Extracted data section start

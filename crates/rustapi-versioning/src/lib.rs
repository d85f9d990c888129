//! # rustapi-versioning
//!
//! API version negotiation and version-aware route dispatch.
//!
//! A request may name the API version it wants in the query string
//! (`?api-version=2.0`), a URL segment (`/api/v2/orders`), a header
//! (`X-API-Version: 2.0`) or a media type parameter
//! (`Accept: application/json;v=2.0`). This crate:
//!
//! - resolves those tokens into one [`ApiVersion`], rejecting conflicting ones
//! - matches the request against routes that each serve one version
//! - picks the action serving that version, preferring explicit declarations
//!   over version-neutral actions
//! - turns every failure into a typed [`VersioningError`] with a fixed HTTP
//!   status, rendered by [`ErrorReporter`]
//!
//! ## Example
//!
//! ```rust
//! use rustapi_versioning::{
//!     ActionDescriptor, ApiVersion, ApiVersionModel, PathMatcher, ResourcePathMatcher,
//!     RouteTableBuilder, VersioningError, VersioningOptions,
//! };
//! use http::{Method, StatusCode};
//! use std::sync::Arc;
//!
//! let v1: Arc<dyn PathMatcher> = Arc::new(ResourcePathMatcher::new().resource("orders").unwrap());
//! let v2: Arc<dyn PathMatcher> = Arc::new(ResourcePathMatcher::new().resource("orders").unwrap());
//!
//! let table = RouteTableBuilder::new(VersioningOptions::default())
//!     .action(ActionDescriptor::new(
//!         "OrdersV1.Get",
//!         Method::GET,
//!         "orders",
//!         ApiVersionModel::new([ApiVersion::v1()]),
//!     ))
//!     .action(ActionDescriptor::new(
//!         "OrdersV2.Get",
//!         Method::GET,
//!         "orders",
//!         ApiVersionModel::new([ApiVersion::v2()]),
//!     ))
//!     .map_versioned_routes("odata", "api", [(ApiVersion::v1(), v1), (ApiVersion::v2(), v2)])
//!     .build()
//!     .unwrap();
//!
//! let mut request = http::Request::get("/api/orders?api-version=2.0")
//!     .body(())
//!     .unwrap()
//!     .into();
//! assert_eq!(table.dispatch(&mut request).unwrap().action.name, "OrdersV2.Get");
//!
//! // the resource exists, but the client did not say which version it wants
//! let mut request = http::Request::get("/api/orders").body(()).unwrap().into();
//! let err = table.dispatch(&mut request).unwrap_err();
//! assert!(matches!(err, VersioningError::UnspecifiedVersion { .. }));
//!
//! let response = table.error_reporter().into_response(err);
//! assert_eq!(response.status(), StatusCode::BAD_REQUEST);
//! ```
//!
//! ## Feature Flags
//!
//! - `tracing` (default): structured log events through `tracing`
//! - `config`: load [`VersioningOptions`] from `API_VERSIONING_*` environment
//!   variables

// Tracing macros must be declared before the modules that use them
mod tracing_macros;

mod constraint;
mod context;
mod error;
mod logging;
mod model;
mod options;
mod path;
mod report;
mod request;
mod resolver;
mod route_values;
mod selector;
mod strategy;
mod table;
mod version;

pub use constraint::{UnversionedRouteConstraint, VersionedRouteConstraint};
pub use context::{RequestVersionContext, ResolutionResult, ResolutionState};
pub use error::{Result, RouteTableError, VersioningError};
pub use model::{ActionDescriptor, ApiVersionModel};
#[cfg(feature = "config")]
pub use options::ConfigError;
pub use options::{InvalidTokenPolicy, VersioningOptions};
pub use path::{PathMatcher, ResourcePathMatcher, RouteDirection, RoutePrefix};
pub use report::{ErrorReporter, Response, API_DEPRECATED_VERSIONS, API_SUPPORTED_VERSIONS};
pub use request::VersionedRequest;
pub use resolver::VersionResolver;
pub use route_values::{RouteValues, API_VERSION, METADATA_PATH, RESOURCE_TEMPLATE, SERVICE_PATH};
pub use selector::ActionSelector;
pub use strategy::{ExtractedVersion, VersionSource, VersionStrategy};
pub use table::{RouteMatch, RouteTableBuilder, VersionedRouteTable};
pub use version::{ApiVersion, VersionParseError};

Extracted data section end

Instructions for the task.
Go through the listing above and return each line that includes the word "StatusCode".

Result of the exercise.
//! use http::{Method, StatusCode};
//! assert_eq!(response.status(), StatusCode::BAD_REQUEST);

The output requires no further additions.